Records for this task below:

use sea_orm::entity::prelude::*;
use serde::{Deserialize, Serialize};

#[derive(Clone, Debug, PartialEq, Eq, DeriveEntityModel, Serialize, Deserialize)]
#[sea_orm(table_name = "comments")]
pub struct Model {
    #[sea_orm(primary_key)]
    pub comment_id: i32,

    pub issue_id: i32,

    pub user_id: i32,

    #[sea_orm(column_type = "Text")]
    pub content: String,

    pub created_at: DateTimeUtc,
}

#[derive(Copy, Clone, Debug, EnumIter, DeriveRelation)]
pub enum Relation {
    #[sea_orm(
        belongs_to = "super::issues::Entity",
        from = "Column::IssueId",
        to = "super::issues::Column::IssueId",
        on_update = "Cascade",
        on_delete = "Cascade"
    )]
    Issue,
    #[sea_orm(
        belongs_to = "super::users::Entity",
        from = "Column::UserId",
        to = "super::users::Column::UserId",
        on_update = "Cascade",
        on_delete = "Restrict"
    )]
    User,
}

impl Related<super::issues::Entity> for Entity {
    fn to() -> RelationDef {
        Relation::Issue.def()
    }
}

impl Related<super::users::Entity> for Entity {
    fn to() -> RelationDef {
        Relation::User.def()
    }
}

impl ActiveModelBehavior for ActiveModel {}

End of Records for this task.
Records for this task below:

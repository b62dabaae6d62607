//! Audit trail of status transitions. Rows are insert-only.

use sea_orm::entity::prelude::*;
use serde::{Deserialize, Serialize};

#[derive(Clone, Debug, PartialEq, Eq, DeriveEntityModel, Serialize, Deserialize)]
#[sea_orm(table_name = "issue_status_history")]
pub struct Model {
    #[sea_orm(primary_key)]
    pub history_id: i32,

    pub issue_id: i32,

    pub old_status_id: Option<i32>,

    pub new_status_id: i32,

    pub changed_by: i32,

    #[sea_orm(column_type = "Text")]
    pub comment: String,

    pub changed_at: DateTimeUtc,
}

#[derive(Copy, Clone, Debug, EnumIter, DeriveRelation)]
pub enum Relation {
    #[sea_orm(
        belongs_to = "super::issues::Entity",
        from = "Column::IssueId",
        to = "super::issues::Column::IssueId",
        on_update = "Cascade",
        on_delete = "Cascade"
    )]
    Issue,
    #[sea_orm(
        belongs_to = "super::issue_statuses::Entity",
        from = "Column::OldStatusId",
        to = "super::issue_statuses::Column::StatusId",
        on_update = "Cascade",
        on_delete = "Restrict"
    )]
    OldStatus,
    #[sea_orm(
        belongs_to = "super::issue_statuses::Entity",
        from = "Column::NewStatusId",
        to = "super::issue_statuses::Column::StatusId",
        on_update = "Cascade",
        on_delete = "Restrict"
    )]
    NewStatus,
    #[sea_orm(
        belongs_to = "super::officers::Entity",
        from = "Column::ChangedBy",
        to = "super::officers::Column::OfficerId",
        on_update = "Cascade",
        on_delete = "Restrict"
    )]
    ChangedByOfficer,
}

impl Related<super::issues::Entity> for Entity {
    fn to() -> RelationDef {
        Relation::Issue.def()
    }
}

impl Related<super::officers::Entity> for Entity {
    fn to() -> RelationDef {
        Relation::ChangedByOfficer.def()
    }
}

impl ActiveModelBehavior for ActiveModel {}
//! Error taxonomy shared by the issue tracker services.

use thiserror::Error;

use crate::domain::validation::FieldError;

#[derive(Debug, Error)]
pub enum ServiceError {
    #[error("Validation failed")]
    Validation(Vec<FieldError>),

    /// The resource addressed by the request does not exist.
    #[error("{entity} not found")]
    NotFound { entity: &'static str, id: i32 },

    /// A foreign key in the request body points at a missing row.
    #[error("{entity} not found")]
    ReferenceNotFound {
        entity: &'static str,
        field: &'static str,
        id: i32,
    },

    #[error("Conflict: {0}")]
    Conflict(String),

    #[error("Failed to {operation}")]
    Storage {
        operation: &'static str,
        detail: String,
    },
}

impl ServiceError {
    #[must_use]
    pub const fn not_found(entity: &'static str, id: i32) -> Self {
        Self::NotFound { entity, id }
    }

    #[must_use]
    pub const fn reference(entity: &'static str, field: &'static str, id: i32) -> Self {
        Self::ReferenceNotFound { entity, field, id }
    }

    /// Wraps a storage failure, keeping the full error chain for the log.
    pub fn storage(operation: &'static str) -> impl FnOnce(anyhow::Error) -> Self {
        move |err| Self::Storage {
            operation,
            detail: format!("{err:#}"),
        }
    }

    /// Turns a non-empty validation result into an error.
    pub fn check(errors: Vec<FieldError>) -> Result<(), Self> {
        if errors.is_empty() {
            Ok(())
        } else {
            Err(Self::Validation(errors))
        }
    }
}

End of Records for this task.

* Assignment: From the data above, pick out each line containing "UserId" and copy it.

* Exercise answer:
        from = "Column::UserId",
        to = "super::users::Column::UserId",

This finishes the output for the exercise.